Single-cell protein producer iCell sees new facility open
The Hong Kong-based technology company announced the opening of its second single-cell protein production facility in China on July 10. The plant was completed in partnership with Shandong Zhonggu Starch Sugar Co. and the facility is co-located on that company’s site.
iCell has another production facility in Taizhou, China.
iCell Sustainable Nutrition uses its technology to provide wastewater treatment for food and beverage manufacturers by repurposing nutrients to protein. The company has more than 50 patents globally regarding the production of single-cell proteins and the ingredient’s use in animal or plant nutrition.

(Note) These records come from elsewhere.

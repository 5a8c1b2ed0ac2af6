//! Infrastructure adapters for parsing, config, and external tools.

pub mod config;
pub mod parser;
pub mod testgen;
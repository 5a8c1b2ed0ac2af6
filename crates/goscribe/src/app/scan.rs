//! Workspace package scanning services.
//!
//! A scan walks one or more roots on a background thread and streams every
//! directory holding non-test Go sources back to the caller. What happens to
//! an entry on its way out is decided by a stack of [`Layer`]s wrapped around
//! the sink that feeds the channel.

use std::ffi::{OsStr, OsString};
use std::fs;
use std::io;
use std::path::{Path, PathBuf};
use std::sync::Arc;
use std::sync::atomic::{AtomicBool, Ordering};
use std::sync::mpsc::{self, Receiver};
use std::thread;

use globset::{Glob, GlobSet, GlobSetBuilder};

use crate::domain::errors::ToolError;
use crate::domain::model::ImportPath;
use crate::infra::config::Config;

const SOURCE_SUFFIX: &str = ".go";
const TEST_SUFFIX: &str = "_test.go";

/// Receives every package discovered by a walk.
pub type Sink = Arc<dyn Fn(ImportPath) + Send + Sync>;

/// Wraps a sink to filter or rewrite entries before they reach it.
pub type Layer = fn(Sink) -> Sink;

/// Stack `layers` onto `base`; the last layer sees entries first.
pub fn layered(base: Sink, layers: &[Layer]) -> Sink {
    layers.iter().fold(base, |sink, layer| layer(sink))
}

/// Drop every entry tagged as vendored.
pub fn skip_vendor(next: Sink) -> Sink {
    Arc::new(move |entry: ImportPath| {
        if !entry.is_vendor {
            next(entry);
        }
    })
}

/// Tag every entry as vendored.
pub fn vendored(next: Sink) -> Sink {
    Arc::new(move |mut entry: ImportPath| {
        entry.is_vendor = true;
        next(entry);
    })
}

/// One directory tree to scan and the layers applied to its entries.
#[derive(Clone)]
pub struct ScanRoot {
    pub dir: PathBuf,
    pub layers: Vec<Layer>,
}

impl ScanRoot {
    pub fn new(dir: impl Into<PathBuf>) -> Self {
        Self {
            dir: dir.into(),
            layers: Vec::new(),
        }
    }

    pub fn with_layer(mut self, layer: Layer) -> Self {
        self.layers.push(layer);
        self
    }
}

impl std::fmt::Debug for ScanRoot {
    fn fmt(&self, f: &mut std::fmt::Formatter<'_>) -> std::fmt::Result {
        f.debug_struct("ScanRoot")
            .field("dir", &self.dir)
            .field("layers", &self.layers.len())
            .finish()
    }
}

/// The conventional roots: `$GOROOT/src` without vendored code, then the
/// `src` directory of every GOPATH entry with vendored code tagged.
pub fn go_roots(config: &Config) -> Vec<ScanRoot> {
    let goroot = ScanRoot::new(config.go.goroot().join("src")).with_layer(skip_vendor);
    let mut roots = vec![goroot];
    roots.extend(
        config
            .go
            .gopath()
            .into_iter()
            .map(|entry| ScanRoot::new(entry.join("src"))),
    );
    roots
}

/// Rules deciding which directories are walked.
#[derive(Clone)]
pub struct WalkRules {
    prune: Vec<OsString>,
    vendor_dir: OsString,
    ignore: Option<GlobSet>,
    list: Lister,
}

type Lister = Arc<dyn Fn(&Path) -> io::Result<Vec<Listed>> + Send + Sync>;

/// A directory entry as seen by the walk.
#[derive(Debug, Clone, PartialEq, Eq)]
struct Listed {
    name: OsString,
    is_dir: bool,
}

impl WalkRules {
    pub fn from_config(config: &Config) -> Result<Self, ToolError> {
        let mut builder = GlobSetBuilder::new();
        for pattern in &config.scan.ignore_globs {
            let glob = Glob::new(pattern).map_err(|err| {
                ToolError::InvalidArgument(format!("invalid ignore glob '{pattern}': {err}"))
            })?;
            builder.add(glob);
        }
        let ignore = if config.scan.ignore_globs.is_empty() {
            None
        } else {
            Some(builder.build().map_err(|err| {
                ToolError::InvalidArgument(format!("failed to build ignore matcher: {err}"))
            })?)
        };

        Ok(Self {
            prune: config.scan.prune.iter().map(OsString::from).collect(),
            vendor_dir: OsString::from(&config.scan.vendor_dir),
            ignore,
            list: Arc::new(list_dir),
        })
    }

    fn skips(&self, name: &OsString, rel: &str) -> bool {
        self.prune.contains(name) || self.ignore.as_ref().is_some_and(|set| set.is_match(rel))
    }
}

impl Default for WalkRules {
    fn default() -> Self {
        Self {
            prune: vec!["testdata".into(), "cmd".into()],
            vendor_dir: "vendor".into(),
            ignore: None,
            list: Arc::new(list_dir),
        }
    }
}

impl std::fmt::Debug for WalkRules {
    fn fmt(&self, f: &mut std::fmt::Formatter<'_>) -> std::fmt::Result {
        f.debug_struct("WalkRules")
            .field("prune", &self.prune)
            .field("vendor_dir", &self.vendor_dir)
            .field("ignore", &self.ignore.as_ref().map(GlobSet::len))
            .finish()
    }
}

/// Directory entries sorted by name.
fn list_dir(dir: &Path) -> io::Result<Vec<Listed>> {
    let mut listed = Vec::new();
    for entry in fs::read_dir(dir)? {
        let entry = entry?;
        listed.push(Listed {
            name: entry.file_name(),
            is_dir: entry.file_type()?.is_dir(),
        });
    }
    listed.sort_by(|a, b| a.name.cmp(&b.name));
    Ok(listed)
}

/// Shared flag asking a running scan to stop.
#[derive(Debug, Clone, Default)]
pub struct CancelToken(Arc<AtomicBool>);

impl CancelToken {
    pub fn cancel(&self) {
        self.0.store(true, Ordering::Relaxed);
    }

    pub fn is_cancelled(&self) -> bool {
        self.0.load(Ordering::Relaxed)
    }
}

/// Lazily consumed results of a running scan.
///
/// Yields packages in discovery order. A walk failure arrives as a final
/// `Err` element, after which the stream ends. Dropping the stream cancels
/// the producer.
#[derive(Debug)]
pub struct ScanStream {
    rx: Receiver<Result<ImportPath, ToolError>>,
    cancel: CancelToken,
    done: bool,
}

impl ScanStream {
    /// Token that stops the producer at its next directory.
    pub fn cancel_token(&self) -> CancelToken {
        self.cancel.clone()
    }
}

impl Iterator for ScanStream {
    type Item = Result<ImportPath, ToolError>;

    fn next(&mut self) -> Option<Self::Item> {
        if self.done {
            return None;
        }
        let item = self.rx.recv().ok();
        if !matches!(item, Some(Ok(_))) {
            self.done = true;
        }
        item
    }
}

impl Drop for ScanStream {
    fn drop(&mut self) {
        self.cancel.cancel();
    }
}

/// Scanner streaming Go package directories from a sequence of roots.
#[derive(Debug, Default)]
pub struct Scanner {
    rules: WalkRules,
}

impl Scanner {
    pub fn new(rules: WalkRules) -> Self {
        Self { rules }
    }

    /// Start walking `roots` in order on a background thread.
    pub fn scan(&self, roots: Vec<ScanRoot>) -> Result<ScanStream, ToolError> {
        let (tx, rx) = mpsc::channel();
        let cancel = CancelToken::default();
        let rules = self.rules.clone();
        let token = cancel.clone();

        thread::Builder::new()
            .name("goscribe-scan".into())
            .spawn(move || {
                for root in roots {
                    if token.is_cancelled() {
                        break;
                    }
                    let base: Sink = {
                        let tx = tx.clone();
                        let token = token.clone();
                        Arc::new(move |entry: ImportPath| {
                            if tx.send(Ok(entry)).is_err() {
                                token.cancel();
                            }
                        })
                    };
                    let sink = layered(base, &root.layers);
                    if let Err((dir, source)) = walk(&root.dir, &root.dir, &rules, &sink, &token) {
                        tracing::warn!(
                            root = %root.dir.display(),
                            dir = %dir.display(),
                            error = %source,
                            "package scan aborted"
                        );
                        let _ = tx.send(Err(ToolError::PartialScan {
                            root: root.dir.clone(),
                            dir,
                            source,
                        }));
                        break;
                    }
                    tracing::debug!(root = %root.dir.display(), "package scan finished root");
                }
            })
            .map_err(|err| ToolError::io("goscribe-scan", err))?;

        Ok(ScanStream {
            rx,
            cancel,
            done: false,
        })
    }
}

/// Collect every package path under the conventional Go roots.
pub fn all_import_paths(config: &Config) -> Result<Vec<String>, ToolError> {
    let scanner = Scanner::new(WalkRules::from_config(config)?);
    let mut imports = Vec::new();
    for entry in scanner.scan(go_roots(config))? {
        imports.push(entry?.path);
    }
    tracing::debug!(imports = imports.len(), "collected import paths");
    Ok(imports)
}

fn walk(
    dir: &Path,
    root: &Path,
    rules: &WalkRules,
    sink: &Sink,
    cancel: &CancelToken,
) -> Result<(), (PathBuf, io::Error)> {
    if cancel.is_cancelled() {
        return Ok(());
    }
    let listed = (rules.list)(dir).map_err(|err| (dir.to_path_buf(), err))?;

    let is_package = listed
        .iter()
        .any(|entry| !entry.is_dir && is_package_source(&entry.name));
    if is_package && dir != root {
        sink(ImportPath {
            path: relative(root, dir),
            is_vendor: false,
        });
    }

    for entry in listed.iter().filter(|entry| entry.is_dir) {
        let sub = dir.join(&entry.name);
        if rules.skips(&entry.name, &relative(root, &sub)) {
            continue;
        }
        if entry.name == rules.vendor_dir {
            walk(&sub, root, rules, &vendored(sink.clone()), cancel)?;
        } else {
            walk(&sub, root, rules, sink, cancel)?;
        }
    }
    Ok(())
}

fn is_package_source(name: &OsStr) -> bool {
    name.to_str()
        .is_some_and(|name| name.ends_with(SOURCE_SUFFIX) && !name.ends_with(TEST_SUFFIX))
}

fn relative(root: &Path, dir: &Path) -> String {
    let rel = dir.strip_prefix(root).unwrap_or(dir);
    rel.components()
        .map(|part| part.as_os_str().to_string_lossy())
        .collect::<Vec<_>>()
        .join("/")
}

The partnership with Shandong Zhonggu was of interest because of a byproduct generated during the corn refinement process, said Mark Rottmann, vice president, iCell Sustainable Nutrition Co.
“They have process sludge that they produce [and] we have the ability to convert it into a salable product,” he told FeedNavigator. The method used to generate the company’s single-cell protein ingredient converts the byproduct stream into a protein ingredient that can be used in feed.
Shandong Zhonggu generates about 3m tons of corn starch and related products annually. However, the corn refining facility produces more than 10,00 tons daily of nutrient-containing water, which has to be treated. That process costs about $300,000 annually.
The wastewater recycling process is expected to generate “economic value” of more than $3.4m a year, the iCell said.
“You don’t want to ship water,” Rottmann said of the two facilities co-location. “The nutrients in the water are low so you have to build the facility [on site].”
The new facility has already reached full production, but is going through regulatory review, said Rottmann. It is anticipated that the site will start commercial production in early autumn.
“We need to sell into a local market. Positioning factories in local markets reduces freight [costs].”
The single-cell protein production facility collects the “nutrient-rich water” generated by the Shandong Zhonggu facility, said Rottmann. Any wastewater used to feed the company’s bacteria has to come from a food or feed grain processing site.
“It has to be just process water,” he said. It can then be used to feed the aerobic bacteria needed to produce the single-cell protein ingredient during a fermentation process.
“Our bacteria eat the nitrogen, phosphorous and nutrients,” he said. Eventually, all the nutrient-containing wastewater generated by the starch refinery plant’s production process will come through the fermentation process, he added.
The system runs the waste-stream water through a series of patented technologies including rapid control fermentation, cell wall extraction, enzymolysis, and other processes, and the product generated is dried and sterilized, the company said.
iCell Sustainable Nutrition is part of the Shanghai Gentech Industries Group, a 1,000+ employee company with 18 locations across China producing and marketing a variety of food, feed, and ingredient products.
iCell purchased the intellectual property of US company, Nutrinsic, in 2016. The Colorado based Nutrinsic developed technology to upcycle nutrients in food and beverage process water, and it started collaborating with MillerCoors brewery. Nutrinsic founders Terry Seth and Andrew Logan remain closely aligned with iCell.